First: a D2C brand with a strong marketing budget and a simple catalog. The client sells 5-30 SKUs, has a professional marketing team running Meta and TikTok campaigns, and does not plan custom functionality beyond a standard cart. Shopify delivers a fast launch (live in a week), reliable integrations with Meta, Google Shopping, and TikTok Shop, and predictable TCO without surprises. Hanse Studio recommends Shopify in this scenario to its own clients.

Second: multi-channel retail with a physical POS. Shopify POS integrates natively with physical payment terminals, barcode scanners, and label printers. A client running a brick-and-mortar plus online store gets one inventory, one customer base, one sales report. WooCommerce has a Square or Lightspeed integration plugin, but the configuration is more complex and requires a technical retainer.

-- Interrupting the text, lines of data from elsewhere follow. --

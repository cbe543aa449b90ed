// Copyright (c) 2025 the dtu-bridge authors
// SPDX-License-Identifier: Apache-2.0

//! Thread identity and raw spawning.
//!
//! [`ThreadIdent`] is a small process-unique id assigned lazily to each
//! thread.  It exists so the owner field of a mutex can be a single atomic
//! word, which `std::thread::ThreadId` does not offer on stable.

use std::fmt;
use std::io;
use std::num::NonZeroU64;
use std::sync::atomic::{AtomicU64, Ordering};
use std::thread;

static NEXT_IDENT: AtomicU64 = AtomicU64::new(1);

thread_local! {
    static CURRENT_IDENT: ThreadIdent = ThreadIdent(
        // The counter starts at 1, so the previous value is always non-zero.
        NonZeroU64::new(NEXT_IDENT.fetch_add(1, Ordering::Relaxed))
            .expect("thread ident counter wrapped"),
    );
}

/// Identity of a thread, unique within the process.
#[derive(Clone, Copy, Debug, PartialEq, Eq, Hash)]
pub struct ThreadIdent(NonZeroU64);

impl ThreadIdent {
    /// The identity of the calling thread.
    pub fn current() -> ThreadIdent {
        CURRENT_IDENT.with(|id| *id)
    }

    /// The identity as a bare word, for storage in an atomic.  Never zero.
    pub(crate) fn as_u64(self) -> u64 {
        self.0.get()
    }

    /// Recover an identity from a stored word; zero means "no thread".
    pub(crate) fn from_u64(value: u64) -> Option<ThreadIdent> {
        NonZeroU64::new(value).map(ThreadIdent)
    }
}

impl fmt::Display for ThreadIdent {
    fn fmt(&self, f: &mut fmt::Formatter<'_>) -> fmt::Result {
        write!(f, "{}", self.0)
    }
}

/// Spawn a detached named thread.
pub(crate) fn spawn<F>(name: &str, f: F) -> io::Result<()>
where
    F: FnOnce() + Send + 'static,
{
    thread::Builder::new().name(name.to_string()).spawn(f)?;
    Ok(())
}
// Copyright (c) 2025 the dtu-bridge authors
// SPDX-License-Identifier: Apache-2.0

//! Time bounds for blocking operations.
//!
//! Every suspension point in the crate takes an `impl Into<Timeout>`, so call
//! sites can pass a plain [`Duration`], an `Option<Duration>` (`None` meaning
//! block forever), or one of the named values directly.

use std::time::{Duration, Instant};

/// How long a blocking operation is willing to wait.
#[derive(Clone, Copy, Debug, PartialEq, Eq)]
pub enum Timeout {
    /// Block until the operation completes.
    Forever,
    /// Do not block at all.
    NoWait,
    /// Block for at most the given duration.
    After(Duration),
}

impl Timeout {
    /// The absolute deadline implied by this timeout, measured from `start`.
    ///
    /// `None` means there is no deadline ([`Forever`]).
    ///
    /// [`Forever`]: Timeout::Forever
    pub fn deadline_from(self, start: Instant) -> Option<Instant> {
        match self {
            Timeout::Forever => None,
            Timeout::NoWait => Some(start),
            Timeout::After(d) => Some(start + d),
        }
    }
}

impl From<Duration> for Timeout {
    fn from(d: Duration) -> Timeout {
        Timeout::After(d)
    }
}

impl From<Option<Duration>> for Timeout {
    fn from(d: Option<Duration>) -> Timeout {
        match d {
            Some(d) => Timeout::After(d),
            None => Timeout::Forever,
        }
    }
}
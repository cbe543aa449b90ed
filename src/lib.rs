// Copyright (c) 2025 the dtu-bridge authors
// SPDX-License-Identifier: Apache-2.0

//! Transparent transmission bridge between a serial link and a network peer.
//!
//! The bridging application itself is a pair of byte-forwarding loops; the
//! substance of this crate is the thread-synchronization layer those loops
//! stand on, built from first principles out of a handful of raw platform
//! capabilities (a bare lock, thread parking, a one-shot timer) rather than
//! taken from a runtime:
//!
//! - [`sync::Mutex`], an exclusive lock that knows its owner.
//! - [`sync::Waiter`], a single-use wake gate with a timeout, safe against
//!   the notify/timeout race.
//! - [`sync::Condition`], a monitor-style condition variable: a FIFO queue
//!   of waiters guarded by the predicate's own mutex.
//! - [`thread::ManagedThread`], a worker wrapper with liveness, cooperative
//!   stop, and panic containment.
//!
//! On top of that sit the two endpoints ([`device::serial`] turns an
//! edge-triggered RX callback into blocking reads; [`net`] wraps TCP/UDP
//! clients) and the [`bridge`] module that ties them together.
//!
//! Logging goes through the [`log`] facade; the crate never installs a
//! logger of its own.

pub mod bridge;
pub mod config;
pub mod device;
pub mod error;
pub mod net;
pub mod sync;
pub mod sys;
pub mod thread;
pub mod time;
pub mod transport;

pub use error::{Error, Result};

Third: micro-business below 10 SKUs without a custom build budget. The client sells handicrafts, print-on-demand products, seasonal gadgets, aiming for 2-5k PLN monthly revenue. Shopify Lite at 9 USD/mo plus a 50 USD theme solves the problem for 200 PLN per month. A custom WooCommerce build here is over-engineering.

Four scenarios where WooCommerce wins without question

First: a B2B store with customer-specific pricing, multi-budget, multi-buyer per company account, ERP integration (Comarch Optima, Subiekt GT, SAP). Shopify B2B (available only via Shopify Plus at 2,000 USD/mo) offers basic support but does not address customization like “customer X sees the price 100 PLN, customer Y sees 85 PLN, customer Z has 30-day payment terms and a 50k PLN credit limit.” WooCommerce with B2BKing or custom code in the child theme handles this natively at a fraction of the cost.

Second: multilingual B2B DACH with full Germanized for WooCommerce compliance. The German market requires 14 legal elements (AGB, Datenschutz, Impressum, Widerrufsbelehrung, PAngV unit price, product warnings, GoBD-compliant invoice numbering, Double Opt-In newsletter, VAT ID validation, Vorkasse as a payment method, Lieferzeit per product, Versandkostenrechner). Shopify Markets covers 4-5 from this list. Germanized for WooCommerce covers all 14 plus adds features such as proforma invoices, multi-tax per category, and automatic DHL/DPD labels.

Third: a custom checkout flow or non-standard product type. The client needs a product configurator (for example print-on-demand with customer artwork upload, dimension calculator, dynamic pricing), or a subscription box, or rental as a product type. WooCommerce has WooCommerce Subscriptions (official plugin), WooCommerce Bookings (reservations), WooCommerce Product Add-Ons (custom fields). Shopify requires 3rd party apps (each 20-100 USD/mo) with limited customization.

Fourth: headless commerce. WooCommerce REST API plus a React/Next.js frontend (Vercel) is a proven 2025 stack. The client keeps WP admin for managing products and orders, the user gets an SPA loading in under 1.5 seconds. Shopify Hydrogen offers a similar pattern but requires deploying to Shopify Oxygen (vendor lock-in level 2), 2,000 USD/mo Shopify Plus, and a separate development budget. WooCommerce + Next.js delivers the same result at 30-40% of the cost.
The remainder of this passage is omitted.